Washington, D.C. – Seventeen of the nation’s most respected interrogation and intelligence professionals today released a statement expressing their opposition to torture, arguing that the practice is illegal, ineffective, counterproductive, and immoral. In a statement of principles released today, the experts – which include intelligence gathering professionals from the armed services, CIA, FBI, NCIS, and federal law enforcement, some of whom have interrogated core al Qaeda members – reaffirmed their commitment to effective interrogation procedures that best protect national security, adhere to international standards of detainee treatment, and are supported by behavioral science research.
“Torture and other forms of abusive or coercive techniques often serve to strengthen an individual’s resolve to resist, deepen his commitment to a cause, serve as a foundational theme for recruiting campaigns designed to attract others to violent extremism, and generate a lingering division among allies and international partners,” wrote the signatories of today’s statement. “In sum, it not only undermines an interrogator’s ability to elicit useful information, it also undermines our nation’s ability to counter threats to its security. Torture makes our nation less secure.”

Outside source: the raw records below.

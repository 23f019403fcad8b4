//! Worker thread logic for the phased bitonic sort
//!
//! Each worker:
//! - Is bound to one slot of the coordination table for the whole run
//! - Claims the task of its slot for every published phase
//! - Runs Sort/Merge tasks through the kernel on its exclusive range
//! - Reports completion, which may close the phase
//! - Exits after completing a Terminate task

use super::kernel;
use super::observer::PhaseObserver;
use super::state::CoordinationState;
use super::task::{Assignment, Task};
use crate::error::{panic_message, WorkerError};
use std::sync::atomic::{AtomicU64, Ordering};
use std::sync::Arc;
use std::thread::{self, Scope, ScopedJoinHandle};
use tracing::{debug, error, trace};

/// Statistics collected by a worker
#[derive(Debug, Default)]
pub struct WorkerStats {
    /// Sort tasks executed
    pub sorts: AtomicU64,

    /// Merge tasks executed
    pub merges: AtomicU64,

    /// Phases in which the slot had no task
    pub idle: AtomicU64,

    /// Elements covered by executed tasks
    pub elements: AtomicU64,
}

impl WorkerStats {
    fn record_sort(&self, count: usize) {
        self.sorts.fetch_add(1, Ordering::Relaxed);
        self.elements.fetch_add(count as u64, Ordering::Relaxed);
    }

    fn record_merge(&self, count: usize) {
        self.merges.fetch_add(1, Ordering::Relaxed);
        self.elements.fetch_add(count as u64, Ordering::Relaxed);
    }

    fn record_idle(&self) {
        self.idle.fetch_add(1, Ordering::Relaxed);
    }
}

/// Totals over the whole pool
#[derive(Debug, Default, Clone, Copy, PartialEq, Eq)]
pub struct PoolStats {
    pub sorts: u64,
    pub merges: u64,
    pub idle: u64,
    pub elements: u64,
}

/// A worker thread bound to one slot
pub struct Worker<'scope> {
    /// Slot index
    slot: usize,

    /// Thread handle
    handle: Option<ScopedJoinHandle<'scope, Result<(), WorkerError>>>,

    /// Worker statistics
    stats: Arc<WorkerStats>,
}

impl<'scope> Worker<'scope> {
    /// Spawn a worker thread for `slot` inside `scope`
    pub fn spawn<'env, O>(
        scope: &'scope Scope<'scope, 'env>,
        slot: usize,
        state: &'env CoordinationState,
        observer: &'env O,
    ) -> Result<Self, WorkerError>
    where
        O: PhaseObserver,
    {
        let stats = Arc::new(WorkerStats::default());
        let stats_clone = Arc::clone(&stats);
        let name = format!("bitonic-worker-{}", slot);

        let handle = thread::Builder::new()
            .name(name.clone())
            .spawn_scoped(scope, move || {
                worker_loop(slot, state, observer, &stats_clone)
            })
            .map_err(|e| WorkerError::SpawnFailed {
                name,
                reason: e.to_string(),
            })?;

        Ok(Self {
            slot,
            handle: Some(handle),
            stats,
        })
    }

    /// Get the slot index
    pub fn slot(&self) -> usize {
        self.slot
    }

    /// Get worker statistics
    pub fn stats(&self) -> &WorkerStats {
        &self.stats
    }

    /// Wait for the worker to finish
    pub fn join(mut self) -> Result<(), WorkerError> {
        if let Some(handle) = self.handle.take() {
            match handle.join() {
                Ok(result) => result,
                Err(payload) => Err(WorkerError::Panicked {
                    slot: self.slot,
                    message: panic_message(payload.as_ref()),
                }),
            }
        } else {
            Ok(())
        }
    }
}

/// Main worker loop
fn worker_loop<O: PhaseObserver>(
    slot: usize,
    state: &CoordinationState,
    observer: &O,
    stats: &WorkerStats,
) -> Result<(), WorkerError> {
    debug!(slot, "Worker starting");
    let mut failure = None;

    loop {
        let Assignment { phase, task } = state.claim(slot);

        match task {
            Task::Sort { .. } | Task::Merge { .. } => {
                observer.task_started(slot, phase, &task);
                if let Err(e) = run_task(slot, state, &task, stats) {
                    error!(slot, phase, error = %e, "Task could not run");
                    failure.get_or_insert(e);
                }
                observer.task_finished(slot, phase, &task);
            }
            Task::Idle => {
                stats.record_idle();
            }
            Task::Terminate => {
                state.complete(slot);
                break;
            }
        }

        state.complete(slot);
    }

    debug!(
        slot,
        sorts = stats.sorts.load(Ordering::Relaxed),
        merges = stats.merges.load(Ordering::Relaxed),
        "Worker terminated"
    );

    match failure {
        Some(e) => Err(e),
        None => Ok(()),
    }
}

/// Execute a Sort or Merge task on its range of the shared array
fn run_task(
    slot: usize,
    state: &CoordinationState,
    task: &Task,
    stats: &WorkerStats,
) -> Result<(), WorkerError> {
    let array = state.array().ok_or(WorkerError::MissingArray { slot })?;

    match *task {
        Task::Sort {
            start,
            count,
            direction,
        } => {
            // SAFETY: tasks of one phase cover disjoint ranges, and the
            // phase cannot advance before this slot completes.
            let values = unsafe { array.range_mut(start..start + count) };
            kernel::sort_slice(values, direction);
            stats.record_sort(count);
        }
        Task::Merge {
            start,
            count,
            direction,
        } => {
            // SAFETY: as above.
            let values = unsafe { array.range_mut(start..start + count) };
            kernel::merge_slice(values, direction);
            stats.record_merge(count);
        }
        Task::Terminate | Task::Idle => {}
    }

    trace!(slot, task = task.kind(), "Task done");
    Ok(())
}

/// Aggregate statistics from multiple workers
pub fn aggregate_stats(workers: &[Worker<'_>]) -> PoolStats {
    let mut totals = PoolStats::default();

    for worker in workers {
        totals.sorts += worker.stats.sorts.load(Ordering::Relaxed);
        totals.merges += worker.stats.merges.load(Ordering::Relaxed);
        totals.idle += worker.stats.idle.load(Ordering::Relaxed);
        totals.elements += worker.stats.elements.load(Ordering::Relaxed);
    }

    totals
}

They go on to state, “America has been threatened by ruthless, aggressive, and sophisticated adversaries in the past. The interrogation methods that have kept America safe for generations are sophisticated, humane, lawful, and produce reliable, actionable intelligence in any interrogation scenario. To promote a return to that respected level of professionalism, there must be a single well-defined standard of conduct — consistent with our values as a nation — across all U.S. agencies to govern the detention and interrogation of people anywhere in U.S. custody.”

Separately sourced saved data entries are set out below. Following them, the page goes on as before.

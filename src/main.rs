//! bitonic-pool - Phase-Synchronized Multithreaded Bitonic Sort
//!
//! Entry point for the CLI application.

use anyhow::{bail, Context, Result};
use bitonic_pool::config::{CliArgs, Command, SortConfig};
use bitonic_pool::engine::{sort_sequential, NoopObserver, SortEngine};
use bitonic_pool::input::{random_values, write_array, InputFile};
use bitonic_pool::progress::{print_header, print_summary, ProgressReporter};
use clap::Parser;
use std::path::Path;
use std::process::ExitCode;
use tracing::{error, info};
use tracing_subscriber::EnvFilter;

fn main() -> ExitCode {
    match run() {
        Ok(()) => ExitCode::SUCCESS,
        Err(e) => {
            error!("{:#}", e);
            eprintln!("Error: {:#}", e);
            ExitCode::FAILURE
        }
    }
}

fn run() -> Result<()> {
    // Parse CLI arguments
    let args = CliArgs::parse();

    // Setup logging
    setup_logging(args.verbose)?;

    if let Some(Command::Generate {
        output,
        count,
        seed,
    }) = &args.command
    {
        return generate(output, *count, *seed);
    }

    // Validate and create config
    let config = SortConfig::from_args(args).context("Invalid configuration")?;

    // Header is validated before any thread starts
    let input = InputFile::open(&config.input_path)
        .with_context(|| format!("Failed to open {}", config.input_path.display()))?;

    if config.show_progress {
        let mode = if config.sequential {
            "sequential".to_string()
        } else {
            format!("{} threads, {}", config.worker_count, config.direction)
        };
        print_header(
            &config.input_path.display().to_string(),
            input.len(),
            config.worker_count,
            &mode,
        );
    }

    if config.sequential {
        run_sequential(&config, input)
    } else {
        run_pool(&config, input)
    }
}

/// Sort on the main thread with the kernel alone
fn run_sequential(config: &SortConfig, input: InputFile) -> Result<()> {
    let values = input.read_values().context("Failed to load array")?;
    let report = sort_sequential(values, config.direction).context("Sort failed")?;

    info!(
        size = report.values.len(),
        duration_ms = report.duration.as_millis() as u64,
        "Sequential sort done"
    );

    if config.show_progress {
        print_summary(&report);
    }
    Ok(())
}

/// Sort with the distributor and the worker pool
fn run_pool(config: &SortConfig, input: InputFile) -> Result<()> {
    let engine = SortEngine::from_config(config);

    let progress = if config.show_progress {
        Some(ProgressReporter::new())
    } else {
        None
    };

    if let Some(ref p) = progress {
        p.set_status("Loading array...");
    }

    // Layout is checked here; the payload is read on the distributor thread
    let result = match progress {
        Some(ref p) => engine.sort_input(input, p),
        None => engine.sort_input(input, &NoopObserver),
    };

    let report = match result {
        Ok(report) => report,
        Err(e) => {
            if let Some(ref p) = progress {
                p.finish_and_clear();
            }
            return Err(e).context("Sort failed");
        }
    };

    if let Some(ref p) = progress {
        p.finish("Sort completed");
    }

    if config.show_progress {
        print_summary(&report);
    } else {
        info!(
            size = report.values.len(),
            phases = report.phase_count(),
            "Array is ordered"
        );
    }

    Ok(())
}

/// Write a random input file
fn generate(output: &Path, count: usize, seed: Option<u64>) -> Result<()> {
    if !count.is_power_of_two() {
        bail!("count must be a power of 2, got {}", count);
    }

    let values = random_values(count, seed);
    write_array(output, &values)
        .with_context(|| format!("Failed to write {}", output.display()))?;

    info!(path = %output.display(), count, "Input file written");
    Ok(())
}

fn setup_logging(verbose: bool) -> Result<()> {
    let filter = if verbose {
        EnvFilter::new("bitonic_pool=debug,warn")
    } else {
        EnvFilter::new("bitonic_pool=info,warn")
    };

    tracing_subscriber::fmt()
        .with_env_filter(filter)
        .with_writer(std::io::stderr)
        .with_target(false)
        .with_thread_names(verbose)
        .with_file(false)
        .with_line_number(false)
        .init();

    Ok(())
}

The statement comes as Senate staff and the CIA are engaged in protracted discussions about the extent to which the committee’s report on the post-9/11 CIA torture program should be redacted. Ahead of the report’s release, the interrogation and intelligence professionals gathered this week in Washington, D.C., to meet with Senate intelligence committee staff about the report’s progress, brief Members of Congress and staff about the inefficacy of torture, and urge lawmakers to consider legislation to codify the further protections against torture and cruel treatment. The group has closely followed Senate intelligence report developments and have long been outspoken in their opposition to torture, which they say yields unreliable intelligence and endangers the nation. In August, some members of the group sent a letter to the president urging him to show leadership on the issue.
“We categorically affirm that there is no conflict between adhering to one of our nation’s essential and founding values — respect for inherent human dignity — and our ability to obtain the intelligence we need to protect the nation,” concluded today’s statement.
According to those familiar with the Senate intelligence committee’s report, its 600-page executive summary will provide details on the CIA’s “enhanced interrogation” practices and set the record straight about the use of torture and whether it played a significant role in gaining actionable intelligence post 9/11. In an 11-3 bipartisan vote cast in April of this year, the Senate Intelligence Committee voted to declassify the report, a step the White House has publicly supported.